Oui, encore aujourd'hui beaucoup de personnes soutiennent l'Ukraine et cela même en dehors de nos frontières. Ces personnes sont de bonne volonté et sont animées par un puissant élan patriotique envers notre pays et sa liberté. Pour ce qui est des volontaires dans la sphère cyber, ils nous aident dans les investigations qui suivent une cyberattaque et nous apportent un soutien technique. Mais les volontaires n'ont pas accès aux structures critiques de l'Etat ni à leurs systèmes de défense, cela est une mission propre à notre unité.
Des pays de l'OTAN vous apportent-ils un appui technique ?
Les pays de l'alliance sont nos plus précieux alliés, ils nous apportent un soutien conséquent.
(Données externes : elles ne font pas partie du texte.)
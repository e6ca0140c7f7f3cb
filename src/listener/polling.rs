use std::{collections::HashMap, sync::Arc, time::Duration};

use alloy::{network::Network, rpc::types::Filter};
use tokio::{sync::mpsc, task::JoinHandle, time::sleep};
use tokio_util::sync::CancellationToken;

use crate::{
    ScannerError,
    listener::{emit, enrichment::LogEnricher},
    robust_provider::{Error, HealthRegistry, RaceScope, RetryPolicy, RobustProvider, TransportKind},
    types::{MintStreamItem, TryStream},
};

/// Poll cadence limits and starting points.
#[derive(Debug, Clone, Copy, PartialEq, Eq)]
pub struct PollingSettings {
    pub min_interval: Duration,
    pub max_interval: Duration,
    pub default_interval: Duration,
    pub initial_delay: Duration,
    pub initial_lookback_blocks: u64,
    pub race_candidates: usize,
}

/// Interval for the next cycle: shorter by a factor of 1.2 after a cycle that found logs, longer by
/// 1.2 otherwise, clamped to `[min, max]` and truncated to whole milliseconds.
#[must_use]
pub fn next_poll_interval(
    previous: Duration,
    found_logs: bool,
    min: Duration,
    max: Duration,
) -> Duration {
    let previous = u64::try_from(previous.as_millis()).unwrap_or(u64::MAX);
    let next = if found_logs {
        Duration::from_millis(previous.saturating_mul(5) / 6)
    } else {
        Duration::from_millis(previous.saturating_mul(6) / 5)
    };
    next.clamp(min, max)
}

/// What one polling cycle achieved.
#[derive(Debug, Clone, Copy, PartialEq, Eq)]
pub(crate) enum CycleOutcome {
    /// Logs in `[from, to]` were fetched; `found` of them came back.
    Scanned { from: u64, to: u64, found: usize },
    /// The chain has not moved since the last cycle.
    NoNewBlocks,
    /// No endpoint was eligible; the interval is left alone.
    NoCandidates,
    Failed,
    /// The consumer went away.
    Closed,
}

/// Races the best polling endpoints for new mint logs at an adaptive interval.
///
/// The scan point starts just behind the tip on the first cycle and only moves forward once a log
/// fetch succeeds, so a range is never requested twice. A spawned engine hands itself back when it
/// stops; the controller parks it between polling periods, so the scan point and the interval
/// carry across transport switches and only a new start begins afresh.
pub(crate) struct PollingEngine<N: Network> {
    providers: HashMap<String, RobustProvider<N>>,
    registry: HealthRegistry,
    races: RaceScope,
    enricher: Arc<LogEnricher>,
    filter: Filter,
    settings: PollingSettings,
    interval: Duration,
    last_scanned: Option<u64>,
}

impl<N: Network> PollingEngine<N> {
    pub(crate) fn new(
        providers: Vec<RobustProvider<N>>,
        registry: HealthRegistry,
        races: RaceScope,
        enricher: Arc<LogEnricher>,
        filter: Filter,
        settings: PollingSettings,
    ) -> Self {
        let providers = providers.into_iter().map(|p| (p.url().to_string(), p)).collect();
        Self {
            providers,
            registry,
            races,
            enricher,
            filter,
            settings,
            interval: settings.default_interval,
            last_scanned: None,
        }
    }

    pub(crate) fn spawn(
        self,
        sender: mpsc::Sender<MintStreamItem>,
        cancel: CancellationToken,
    ) -> JoinHandle<Self> {
        tokio::spawn(self.run(sender, cancel))
    }

    async fn run(mut self, sender: mpsc::Sender<MintStreamItem>, cancel: CancellationToken) -> Self {
        info!(
            interval_ms = self.interval.as_millis(),
            last_scanned = ?self.last_scanned,
            "Polling started"
        );
        let mut delay = self.settings.initial_delay;
        loop {
            tokio::select! {
                biased;
                () = cancel.cancelled() => break,
                () = sleep(delay) => {}
            }

            let open = tokio::select! {
                biased;
                () = cancel.cancelled() => break,
                open = self.poll_once(&sender) => open,
            };
            if !open {
                break;
            }
            delay = self.interval;
        }
        info!(last_scanned = ?self.last_scanned, "Polling stopped");
        self
    }

    /// Runs one cycle and adapts the interval. Returns `false` once the consumer is gone.
    pub(crate) async fn poll_once(&mut self, sender: &mpsc::Sender<MintStreamItem>) -> bool {
        match self.cycle(sender).await {
            CycleOutcome::Closed => return false,
            CycleOutcome::NoCandidates => {}
            CycleOutcome::Scanned { found, .. } => self.adapt(found > 0),
            CycleOutcome::NoNewBlocks | CycleOutcome::Failed => self.adapt(false),
        }
        true
    }

    fn adapt(&mut self, found_logs: bool) {
        let next = next_poll_interval(
            self.interval,
            found_logs,
            self.settings.min_interval,
            self.settings.max_interval,
        );
        trace!(previous_ms = self.interval.as_millis(), next_ms = next.as_millis(), "Poll interval");
        self.interval = next;
    }

    fn candidates(&self) -> Vec<RobustProvider<N>> {
        self.registry
            .eligible(TransportKind::Polling)
            .into_iter()
            .filter_map(|url| self.providers.get(&url).cloned())
            .take(self.settings.race_candidates)
            .collect()
    }

    pub(crate) async fn cycle(&mut self, sender: &mpsc::Sender<MintStreamItem>) -> CycleOutcome {
        let candidates = self.candidates();
        if candidates.is_empty() {
            warn!("No eligible polling endpoints this cycle");
            let err = ScannerError::NoHealthyEndpoints(TransportKind::Polling);
            return if sender.try_stream(err).await {
                CycleOutcome::NoCandidates
            } else {
                CycleOutcome::Closed
            };
        }

        let heights = candidates.iter().cloned().map(|provider| async move {
            provider.block_number(RetryPolicy::POLL_BLOCK_NUMBER).await
        });
        let height = match self.races.race(heights).await {
            Ok(height) => height,
            Err(errors) => {
                error!(candidates = candidates.len(), "Block height race failed");
                let err = ScannerError::BlockHeightUnavailable { rate_limited: any_rate_limit(&errors) };
                return self.report(sender, err).await;
            }
        };

        let last_scanned = *self
            .last_scanned
            .get_or_insert_with(|| height.saturating_sub(self.settings.initial_lookback_blocks));
        if height <= last_scanned {
            trace!(height = height, "No new blocks");
            return CycleOutcome::NoNewBlocks;
        }

        let (from, to) = (last_scanned + 1, height);
        let filter = self.filter.clone().from_block(from).to_block(to);
        let fetched = self.races.race(candidates.into_iter().map(|provider| {
            let filter = filter.clone();
            async move {
                let logs = provider.logs(&filter, RetryPolicy::POLL_LOGS).await?;
                Ok::<_, Error>((logs, provider))
            }
        }))
        .await;

        let (logs, winner) = match fetched {
            Ok(fetched) => fetched,
            Err(errors) => {
                error!(from = from, to = to, "Log range race failed");
                let err =
                    ScannerError::LogFetchFailed { from, to, rate_limited: any_rate_limit(&errors) };
                return self.report(sender, err).await;
            }
        };

        self.last_scanned = Some(to);
        debug!(from = from, to = to, logs = logs.len(), winner = %winner.url(), "Scanned range");

        let found = logs.len();
        for log in &logs {
            if !emit(&self.enricher, log, &winner, sender).await {
                return CycleOutcome::Closed;
            }
        }

        CycleOutcome::Scanned { from, to, found }
    }

    async fn report(
        &self,
        sender: &mpsc::Sender<MintStreamItem>,
        err: ScannerError,
    ) -> CycleOutcome {
        if sender.try_stream(err).await { CycleOutcome::Failed } else { CycleOutcome::Closed }
    }

    #[cfg(test)]
    pub(crate) fn interval(&self) -> Duration {
        self.interval
    }

    #[cfg(test)]
    pub(crate) fn last_scanned(&self) -> Option<u64> {
        self.last_scanned
    }
}

fn any_rate_limit(errors: &[Error]) -> bool {
    errors.iter().any(Error::is_rate_limit)
}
Certains de ces pays et des compagnies privées venant de ces pays nous fournissent des logiciels, des outils techniques, des ordinateurs spéciaux, des radios et des systèmes de télécommunication. De plus, des spécialistes de l'OTAN nous aident dans l'analyse des cyberattaques. Cette collaboration nous permet d'établir de nouvelles règles de cybersécurité qui seront appliquées dans un futur proche au sein de l'OTAN et de l'Union européenne. Elles auront pour but d'établir des liens de confiance entre les gouvernements, les entreprises privées et les citoyens. Cette collaboration a des impacts qui vont au-delà des frontières ukrainiennes, car un jour, d'autres pays européens pourraient subir le même sort. Je tiens à ajouter que notre cyber command a plusieurs partenaires étrangers dont la France, la Pologne, l'Allemagne, l'Angleterre et les Etats-Unis. Dans un futur proche, nous serons intégrés au sein du cyber command de l'OTAN.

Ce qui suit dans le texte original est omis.